I was curious as to how one might implement this with a familiar language, and fetched up on this interesting python github script, specifically "rot32768"[0]

[0] https://gist.github.com/terrorbyte/7967039

FYI: Here's a static JavaScript version I whipped-up ( as a lunch-time challenge ) that will reversable rotate everything except whitespace...


Don't see how this will work without checking for control characters, surrogates and chars above 0x10000 (try 𝄞 for instance)

籝籱籮 籺籾籲籬籴 籫类籸粀籷 籯籸粁 米籾籶籹籼 籸籿籮类 簹粁籁簹簹簹 籭籸籰籼簷 http://rot8000.com/Index?%E7%B1%9D%E7%B1%B1%E7%B1%AE%20%E7%B...

Reminds me 锟斤拷 due to Unicode replacement character misinterpretation problem. When placeholder 'U+FFFD' decoded using GBK it will displayed as these characters. Some of glitches can still be found online, e.g., https://docs.oracle.com/cd/E19199-01/817-4244-10/preface.htm...

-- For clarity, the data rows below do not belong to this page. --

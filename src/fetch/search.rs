//! Repository search fetcher.

use std::sync::Arc;

use crate::config::{SEARCH_PATH, SEARCH_QUALIFIER};
use crate::error_handling::{describe_reqwest_error, FailureReason};

use super::classify::classify_response;
use super::{FetchOutcome, ItemFetcher};

/// Builds the `q` parameter for one term.
///
/// Terms containing whitespace are quoted, otherwise the search treats the
/// second word as a free-text keyword (`language:Visual Basic` would match
/// any Visual-language repository mentioning "Basic").
pub fn search_query(term: &str) -> String {
    if term.chars().any(char::is_whitespace) {
        format!("{}:\"{}\"", SEARCH_QUALIFIER, term)
    } else {
        format!("{}:{}", SEARCH_QUALIFIER, term)
    }
}

/// Counts repositories per term via `GET /search/repositories`.
///
/// Only `total_count` and `incomplete_results` are read from the body.
pub struct SearchFetcher {
    client: Arc<reqwest::Client>,
    url: String,
}

impl SearchFetcher {
    pub fn new(client: Arc<reqwest::Client>, api_base: &str) -> Self {
        Self {
            client,
            url: format!("{}{}", api_base.trim_end_matches('/'), SEARCH_PATH),
        }
    }
}

impl ItemFetcher for SearchFetcher {
    async fn fetch(&self, item: &str) -> FetchOutcome {
        let query = search_query(item);
        let response = match self
            .client
            .get(&self.url)
            .query(&[("q", query.as_str())])
            .send()
            .await
        {
            Ok(response) => response,
            Err(e) => {
                log::debug!("Search for {} failed: {} ({})", item, describe_reqwest_error(&e), e);
                return FetchOutcome::failure(FailureReason::Other);
            }
        };

        let status = response.status();
        let headers = response.headers().clone();
        let body = match response.text().await {
            Ok(body) => body,
            Err(e) => {
                log::debug!(
                    "Reading search body for {} failed: {}",
                    item,
                    describe_reqwest_error(&e)
                );
                return FetchOutcome::failure(FailureReason::Other);
            }
        };

        let outcome = classify_response(status, &headers, &body);
        log::debug!("Search for {} ({}) -> {:?}", item, status, outcome);
        outcome
    }
}

#[cfg(test)]
mod tests {
    use super::*;
    use serde_json::json;
    use wiremock::matchers::{header, method, path, query_param};
    use wiremock::{Mock, MockServer, ResponseTemplate};

    fn fetcher_for(server: &MockServer) -> SearchFetcher {
        SearchFetcher::new(Arc::new(reqwest::Client::new()), &server.uri())
    }

    #[test]
    fn test_search_query_plain_term() {
        assert_eq!(search_query("Rust"), "language:Rust");
        assert_eq!(search_query("C++"), "language:C++");
    }

    #[test]
    fn test_search_query_quotes_whitespace() {
        assert_eq!(search_query("Visual Basic"), "language:\"Visual Basic\"");
    }

    #[tokio::test]
    async fn test_fetch_sends_language_query() {
        let server = MockServer::start().await;
        Mock::given(method("GET"))
            .and(path("/search/repositories"))
            .and(query_param("q", "language:Rust"))
            .respond_with(ResponseTemplate::new(200).set_body_json(json!({
                "total_count": 80,
                "incomplete_results": false,
                "items": []
            })))
            .expect(1)
            .mount(&server)
            .await;

        let outcome = fetcher_for(&server).fetch("Rust").await;
        assert_eq!(outcome, FetchOutcome::success(80));
    }

    #[tokio::test]
    async fn test_fetch_encodes_special_characters() {
        let server = MockServer::start().await;
        Mock::given(method("GET"))
            .and(path("/search/repositories"))
            .and(query_param("q", "language:C#"))
            .respond_with(ResponseTemplate::new(200).set_body_json(json!({"total_count": 3})))
            .expect(1)
            .mount(&server)
            .await;

        let outcome = fetcher_for(&server).fetch("C#").await;
        assert_eq!(outcome, FetchOutcome::success(3));
    }

    #[tokio::test]
    async fn test_fetch_client_default_headers_are_sent() {
        let server = MockServer::start().await;
        Mock::given(method("GET"))
            .and(path("/search/repositories"))
            .and(header("authorization", "token t0k3n"))
            .respond_with(ResponseTemplate::new(200).set_body_json(json!({"total_count": 1})))
            .expect(1)
            .mount(&server)
            .await;

        let client = crate::initialization::init_client(&crate::Config::default(), "t0k3n").unwrap();
        let fetcher = SearchFetcher::new(client, &server.uri());
        assert_eq!(fetcher.fetch("Go").await, FetchOutcome::success(1));
    }

    #[tokio::test]
    async fn test_fetch_rate_limited_response() {
        let server = MockServer::start().await;
        Mock::given(method("GET"))
            .and(path("/search/repositories"))
            .respond_with(
                ResponseTemplate::new(403)
                    .insert_header("X-RateLimit-Remaining", "0")
                    .insert_header("X-RateLimit-Reset", "1700000000"),
            )
            .mount(&server)
            .await;

        let outcome = fetcher_for(&server).fetch("Go").await;
        assert_eq!(outcome, FetchOutcome::failure(FailureReason::RateLimited));
    }

    #[tokio::test]
    async fn test_fetch_unreachable_is_other() {
        let fetcher = SearchFetcher::new(Arc::new(reqwest::Client::new()), "http://127.0.0.1:1");
        let outcome = fetcher.fetch("Go").await;
        assert_eq!(outcome, FetchOutcome::failure(FailureReason::Other));
    }
}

If you are just starting to get interested in cryptography, try and make a program that can break ciphers like this one or similar. Hint: Use frequency analysis on sample ciphertext and compare to known letter frequencies in english letter to match to plaintext. Then you can determine the offset and decrypt

Can someone explain what this is doing please?

See: http://rot8000.com/info

It's essentially a Unicode version of the old "Rot 13" cypher.

In Rot 13, you translate each letter 13 places down (as if on a code wheel), such that 'A' becomes 'N', 'B' becomes 'O', wrapping such that 'Z' becomes 'M', and so on.

This version, instead of using the simple 'A=1...Z=26' number space, uses the Unicode range and rotates by 32,768 (0x8000).

One key aspect you skipped over is it's self-reversible. 'A' becomes 'N', and applying it again 'N' becomes 'A'.

"rot13 is reversible" -> "ebg13 vf erirefvoyr" -> "rot13 is reversible".

"rot8000 is also reversible" -> "类籸籽籁簹簹簹 籲籼 籪籵籼籸 类籮籿籮类籼籲籫籵籮" -> "rot8000 is also reversible"

Rot13 is English-alphabet only so it skips numbers, while rot8000 doesn't have this limitation because it uses the larger unicode set.

The only link on the page links to the explanation.

I missed that - meow_info doesn't really convey that its an explanation have the same noticeaion.

Reminds me of the infamous 畂桳栠摩琠敨映捡獴.

Fun, but outputs unprintable or non-used characters and only functions on the BMP?

Reminds me of http://base91.sourceforge.net/.

We could go further, straight to Base8000!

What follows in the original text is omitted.